Thermocouples are the most popular temperature sensors. They are cheap, interchangeable, have standard connectors and can measure a wide range of temperatures. The main limitation is accuracy, system errors of less than 1°C can be difficult to achieve.

How They Work

In 1822, an Estonian physician named Thomas Seebeck discovered (accidentally) that the junction between two metals generates a voltage which is a function of temperature. Thermocouples rely on this Seebeck effect. Although almost any two types of metal can be used to make a thermocouple, a number of standard types are used because they possess predictable output voltages and large temperature gradients.

A K type thermocouple is the most popular and uses nickel-chromium and nickel-aluminium alloys to generate voltage.Standard tables show the voltage produced by thermocouples at any given temperature, so the K type thermocouple at 300°C will produce 12.2mV. Unfortunately it is not possible to simply connect up a voltmeter to the thermocouple to measure this voltage, because the connection of the voltmeter leads will make a second, undesired thermocouple junction.

Cold Junction Compensation (CJC)

To make accurate measurements, this must be compensated for by using a technique known as cold junction compensation (CJC). In case you are wondering why connecting a voltmeter to a thermocouple does not make several additional thermocouple junctions (leads connecting to the thermocouple, leads to the meter, inside the meter etc), the law of intermediate metals states that a third metal, inserted between the two dissimilar metals of a thermocouple junction will have no effect provided that the two junctions are at the same temperature. This law is also important in the construction of thermocouple junctions. It is acceptable to make a thermocouple junction by soldering the two metals together as the solder will not affect the reading. In practice, thermocouple junctions are made by welding the two metals together (usually by capacitive discharge). This ensures that the performance is not limited by the melting point of solder.

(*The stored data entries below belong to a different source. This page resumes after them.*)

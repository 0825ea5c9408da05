//! Integration tests for the parley_lexer crate.
//!
//! Tests for command-line tokenization:
//! - Word splitting and offsets
//! - Quoting and doubled quotes
//! - Comments
//! - Escaping

mod escape_tests;
mod tokenizer_tests;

All standard thermocouple tables allow for this second thermocouple junction by assuming that it is kept at exactly zero degrees centigrade. Traditionally this was done with a carefully constructed ice bath (hence the term 'cold' junction compensation). Maintaining a ice bath is not practical for most measurement applications, so instead the actual temperature at the point of connection of the thermocouple wires to the measuring instrument is recorded.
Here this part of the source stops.